L'écart entre ces fourchettes s'explique par le périmètre, pas seulement par le positionnement. Le généraliste couvre le pipeline commercial ; le métier ajoute ce que le courtage exige autour de la vente. La comparaison entre Lizzee et un CRM classique illustre cette différence : à prix facial proche, le contenu n'est pas le même.
Méfiez-vous du prix d'appel. Un tarif plancher qui exclut la signature, le portail client et le reporting rejoint vite le tarif plein d'une offre intégrée — en plus fragmenté. Ces fourchettes s'entendent par siège et par mois pour un logiciel de courtier en assurance complet, modules métier compris.
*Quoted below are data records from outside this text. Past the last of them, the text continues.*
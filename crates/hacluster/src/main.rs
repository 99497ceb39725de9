//! # hacluster - corosync and MAAS helpers for the hacluster charm
//!
//! Runs inside the charm's hooks. Two independent jobs:
//!
//! ```text
//! charm config + hanode/ha relations ──► corosync.conf
//! maas-cli login ─► nodes list ─► logout ──► JSON inventory on stdout
//! ```

use anyhow::{Context, Result, bail};
use clap::{Parser, Subcommand};
use hacluster_common::HaclusterError;
use std::path::PathBuf;
use std::sync::Arc;
use std::time::Duration;
use tracing::{error, info, warn};
use tracing_subscriber::{EnvFilter, fmt, prelude::*};

mod apt;
mod config;
mod corosync;
mod hookenv;
mod maas;
mod network;
mod process;
#[cfg(test)]
mod testing;

use crate::config::AppConfig;
use crate::corosync::{CorosyncRenderer, RendererSettings};
use crate::hookenv::HookTools;
use crate::maas::MaasHelper;
use crate::network::SystemResolver;
use crate::process::{CommandRunner, ProcessRunner};

/// hacluster charm helpers
#[derive(Parser, Debug)]
#[command(name = "hacluster")]
#[command(author, version, about, long_about = None)]
struct Args {
    /// Configuration file path
    #[arg(short, long, default_value = "config/hacluster.toml")]
    config: String,

    /// corosync.conf location (overrides config)
    #[arg(long, env = "COROSYNC_CONF")]
    corosync_conf: Option<PathBuf>,

    /// Timeout in seconds for external commands (overrides config)
    #[arg(long, env = "COMMAND_TIMEOUT")]
    command_timeout: Option<u64>,

    /// Log level (trace, debug, info, warn, error)
    #[arg(long, default_value = "info", env = "LOG_LEVEL")]
    log_level: String,

    /// Enable JSON logging output
    #[arg(long, default_value = "false")]
    json_logs: bool,

    #[command(subcommand)]
    command: Command,
}

#[derive(Subcommand, Debug)]
enum Command {
    /// Render corosync.conf and write it to its configured location
    EmitCorosyncConf,

    /// Render corosync.conf to stdout without writing it
    RenderCorosyncConf,

    /// Print the MAAS node inventory as JSON
    MaasNodes {
        /// MAAS API URL
        #[arg(long, env = "MAAS_URL")]
        url: String,

        /// MAAS API key
        #[arg(long, env = "MAAS_CREDENTIALS", hide_env_values = true)]
        credentials: String,
    },
}

#[tokio::main(flavor = "current_thread")]
async fn main() -> Result<()> {
    // Parse CLI arguments
    let args = Args::parse();

    // Initialize logging
    init_logging(&args.log_level, args.json_logs)?;

    if let Err(e) = run(args).await {
        let cause = e.chain().find_map(|c| c.downcast_ref::<HaclusterError>());
        match cause {
            Some(cause) if !cause.is_fatal() => warn!(error = format!("{:#}", e), "hacluster step skipped"),
            _ => error!(error = format!("{:#}", e), "hacluster failed"),
        }
        std::process::exit(cause.map(HaclusterError::exit_code).unwrap_or(1));
    }

    Ok(())
}

async fn run(args: Args) -> Result<()> {
    // Load configuration
    let config = AppConfig::load(&args.config, &args)?;
    info!(path = %args.config, "Configuration loaded");

    let runner: Arc<dyn CommandRunner> = Arc::new(ProcessRunner::new(Duration::from_secs(
        config.command_timeout_secs,
    )));

    match args.command {
        Command::EmitCorosyncConf => {
            let renderer = corosync_renderer(&config, runner);
            if !renderer.emit().await.context("Failed to render corosync configuration")? {
                bail!(
                    "corosync configuration not written to {}",
                    renderer.conf_path().display()
                );
            }
        }
        Command::RenderCorosyncConf => {
            let renderer = corosync_renderer(&config, runner);
            match renderer.render().await.context("Failed to render corosync configuration")? {
                Some(text) => print!("{}", text),
                None => bail!("corosync configuration is incomplete"),
            }
        }
        Command::MaasNodes { url, credentials } => {
            let maas = MaasHelper::new(url, credentials, config.maas.clone(), runner);
            maas.ensure_client_installed()
                .await
                .context("Failed to install MAAS client")?;

            match maas.list_nodes().await.context("Failed to query MAAS")? {
                Some(nodes) => println!("{}", serde_json::to_string_pretty(&nodes)?),
                None => bail!("could not get node inventory from MAAS"),
            }
        }
    }

    Ok(())
}

fn corosync_renderer(config: &AppConfig, runner: Arc<dyn CommandRunner>) -> CorosyncRenderer {
    let hooks = Arc::new(HookTools::from_env(runner.clone()));
    let resolver = Arc::new(SystemResolver::new(runner));
    CorosyncRenderer::new(hooks.clone(), hooks, resolver, RendererSettings::from(config))
}

/// Initialize structured logging with tracing, on stderr so rendered
/// output on stdout stays clean
fn init_logging(level: &str, json: bool) -> Result<()> {
    let filter = EnvFilter::try_from_default_env().unwrap_or_else(|_| EnvFilter::new(level));

    if json {
        tracing_subscriber::registry()
            .with(filter)
            .with(fmt::layer().json().with_writer(std::io::stderr))
            .init();
    } else {
        tracing_subscriber::registry()
            .with(filter)
            .with(fmt::layer().with_target(true).with_writer(std::io::stderr))
            .init();
    }

    Ok(())
}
Comparer à périmètre égal : la grille en six lignes
La seule comparaison qui vaille part de vos processus, pas des plaquettes. Listez ce que le cabinet fait chaque semaine — collecte, devis, conformité, relance, signature, reporting — puis confrontez chaque offre à cette liste :
Cette grille prolonge la démarche de notre guide pour choisir le logiciel de son cabinet de courtage. Le bon outil n'est pas le moins cher au mois, mais celui dont le coût complet sur trois ans est le plus bas, à couverture identique.
- Périmètre inclus : quelles fonctions sont couvertes sans supplément, lesquelles sont des modules payants ;
- Prix par profil : conseiller, assistant, mandataire, lecture seule — avec la définition exacte du siège ;
- Mise en route : paramétrage, reprise de données, formation, exprimés en jours et en euros ;
- Réversibilité : format et complétude de l'export si vous partez, délai et coût éventuel ;
- Engagement : durée, conditions de sortie, évolution tarifaire à l'échéance ;
- Coût complet sur trois ans : abonnements, modules et mise en route, rapportés au temps que l'outil fait gagner.
FAQ
Quel budget prévoir pour un cabinet de trois à cinq personnes ?
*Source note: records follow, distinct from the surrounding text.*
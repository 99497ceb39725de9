//! Address resolution for cluster members.
//!
//! IPv4 members are resolved by host lookup of their advertised address.
//! IPv6 members are taken from interface state, since the deployment system
//! only advertises IPv4 private addresses.

use async_trait::async_trait;
use hacluster_common::{AddressFamily, HaclusterError};
use std::net::{IpAddr, Ipv4Addr, Ipv6Addr};
use std::sync::Arc;

use crate::process::{CommandRunner, CommandSpec};

/// Capability to turn names and interfaces into addresses
#[async_trait]
pub trait AddressResolver: Send + Sync {
    /// Resolve a hostname or literal to an IPv4 address
    async fn host_ip(&self, host: &str) -> Result<Ipv4Addr, HaclusterError>;

    /// First usable global IPv6 address of this machine
    async fn ipv6_addr(&self) -> Result<Ipv6Addr, HaclusterError>;

    /// Network address of the IPv4 subnet configured on `iface`
    async fn network_address(&self, iface: &str) -> Result<Ipv4Addr, HaclusterError>;
}

fn unresolvable(target: &str, family: AddressFamily, reason: impl Into<String>) -> HaclusterError {
    HaclusterError::UnresolvableAddress {
        target: target.to_string(),
        family: family.to_string(),
        reason: reason.into(),
    }
}

/// Resolver using the system DNS and `ip` from iproute2
pub struct SystemResolver {
    runner: Arc<dyn CommandRunner>,
}

impl SystemResolver {
    pub fn new(runner: Arc<dyn CommandRunner>) -> Self {
        Self { runner }
    }
}

#[async_trait]
impl AddressResolver for SystemResolver {
    async fn host_ip(&self, host: &str) -> Result<Ipv4Addr, HaclusterError> {
        match host.parse::<IpAddr>() {
            Ok(IpAddr::V4(addr)) => return Ok(addr),
            Ok(IpAddr::V6(_)) => {
                return Err(unresolvable(host, AddressFamily::Ipv4, "address is IPv6"));
            }
            Err(_) => {}
        }

        let addrs = tokio::net::lookup_host((host, 0))
            .await
            .map_err(|e| unresolvable(host, AddressFamily::Ipv4, e.to_string()))?;

        addrs
            .map(|sock| sock.ip())
            .find_map(|ip| match ip {
                IpAddr::V4(addr) => Some(addr),
                IpAddr::V6(_) => None,
            })
            .ok_or_else(|| unresolvable(host, AddressFamily::Ipv4, "no A record"))
    }

    async fn ipv6_addr(&self) -> Result<Ipv6Addr, HaclusterError> {
        let out = self
            .runner
            .check_output(&CommandSpec::new("ip").args(["-o", "-6", "addr", "show", "scope", "global"]))
            .await?;

        parse_global_ipv6(&out)
            .ok_or_else(|| unresolvable("local host", AddressFamily::Ipv6, "no global address configured"))
    }

    async fn network_address(&self, iface: &str) -> Result<Ipv4Addr, HaclusterError> {
        let out = self
            .runner
            .check_output(&CommandSpec::new("ip").args(["-o", "-4", "addr", "show", "dev", iface]))
            .await?;

        let (addr, prefix) = parse_ipv4_cidr(&out)
            .ok_or_else(|| unresolvable(iface, AddressFamily::Ipv4, "no address on interface"))?;
        network_of(addr, prefix)
            .ok_or_else(|| unresolvable(iface, AddressFamily::Ipv4, format!("invalid prefix /{}", prefix)))
    }
}

/// Flags marking addresses corosync must not bind to
const UNUSABLE_IPV6_FLAGS: &[&str] = &["temporary", "deprecated", "tentative", "dadfailed"];

/// First global, stable address from `ip -o -6 addr show` output
pub fn parse_global_ipv6(output: &str) -> Option<Ipv6Addr> {
    output.lines().find_map(|line| {
        let fields: Vec<&str> = line.split_whitespace().collect();
        if fields.iter().any(|f| UNUSABLE_IPV6_FLAGS.contains(f)) {
            return None;
        }

        let cidr = fields
            .windows(2)
            .find(|pair| pair[0] == "inet6")
            .map(|pair| pair[1])?;
        let addr: Ipv6Addr = cidr.split('/').next()?.parse().ok()?;

        // fe80::/10
        let link_local = (addr.segments()[0] & 0xffc0) == 0xfe80;
        (!link_local && !addr.is_loopback()).then_some(addr)
    })
}

/// First `inet a.b.c.d/n` pair from `ip -o -4 addr show` output
pub fn parse_ipv4_cidr(output: &str) -> Option<(Ipv4Addr, u8)> {
    output.lines().find_map(|line| {
        let fields: Vec<&str> = line.split_whitespace().collect();
        let cidr = fields
            .windows(2)
            .find(|pair| pair[0] == "inet")
            .map(|pair| pair[1])?;

        let (addr, prefix) = cidr.split_once('/')?;
        Some((addr.parse().ok()?, prefix.parse().ok()?))
    })
}

/// Mask `addr` down to its network address
pub fn network_of(addr: Ipv4Addr, prefix: u8) -> Option<Ipv4Addr> {
    if prefix > 32 {
        return None;
    }
    let mask = u32::MAX.checked_shl(32 - u32::from(prefix)).unwrap_or(0);
    Some(Ipv4Addr::from(u32::from(addr) & mask))
}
En ordre de grandeur : quelques centaines d'euros par mois pour l'équipe avec un outil métier, selon les modules, plus une mise en route ponctuelle. Le chiffre utile n'est pas l'abonnement isolé : ajoutez le temps de saisie et de ressaisie de votre organisation actuelle avant de conclure qu'une solution est « chère ».
La mise en route est-elle toujours facturée ?
Non. Certains éditeurs l'incluent, d'autres la facturent en journées de prestation, notamment quand la reprise de données est complexe ou le paramétrage spécifique. Demandez ce qui est compris : import des données, formation initiale, assistance au démarrage. Un forfait de mise en route écrit et détaillé vaut mieux qu'une gratuité floue suivie de facturations à l'acte.
Un CRM généraliste moins cher est-il une bonne affaire pour un courtier ?
Parfois, si le besoin se limite au suivi commercial. Mais dès que le quotidien inclut documents réglementaires, obligations DDA et signature, le généraliste déporte ce travail vers d'autres outils ou de la saisie manuelle, et le surcoût réapparaît ailleurs. Comparez sur l'ensemble du besoin, en intégrant les abonnements complémentaires que le généraliste rend nécessaires.
Comment chiffrer ce que me coûte mon organisation actuelle ?
Tenez un relevé pendant une semaine : minutes passées à ressaisir entre outils, à chercher une pièce, à reconstituer un dossier. Multipliez par le nombre de collaborateurs, par 45 semaines, puis par un coût horaire chargé. Ce chiffre, même approximatif, fournit le point de comparaison qui manque aux grilles tarifaires.
Faut-il accepter un engagement de 24 ou 36 mois pour obtenir un meilleur tarif ?
Un engagement long se justifie si la remise est réelle et la réversibilité écrite : export complet de vos données, format exploitable, coût de sortie connu. Sans cette clause, la remise s'achète au prix d'une dépendance. Négociez d'abord les conditions de sortie, ensuite le prix.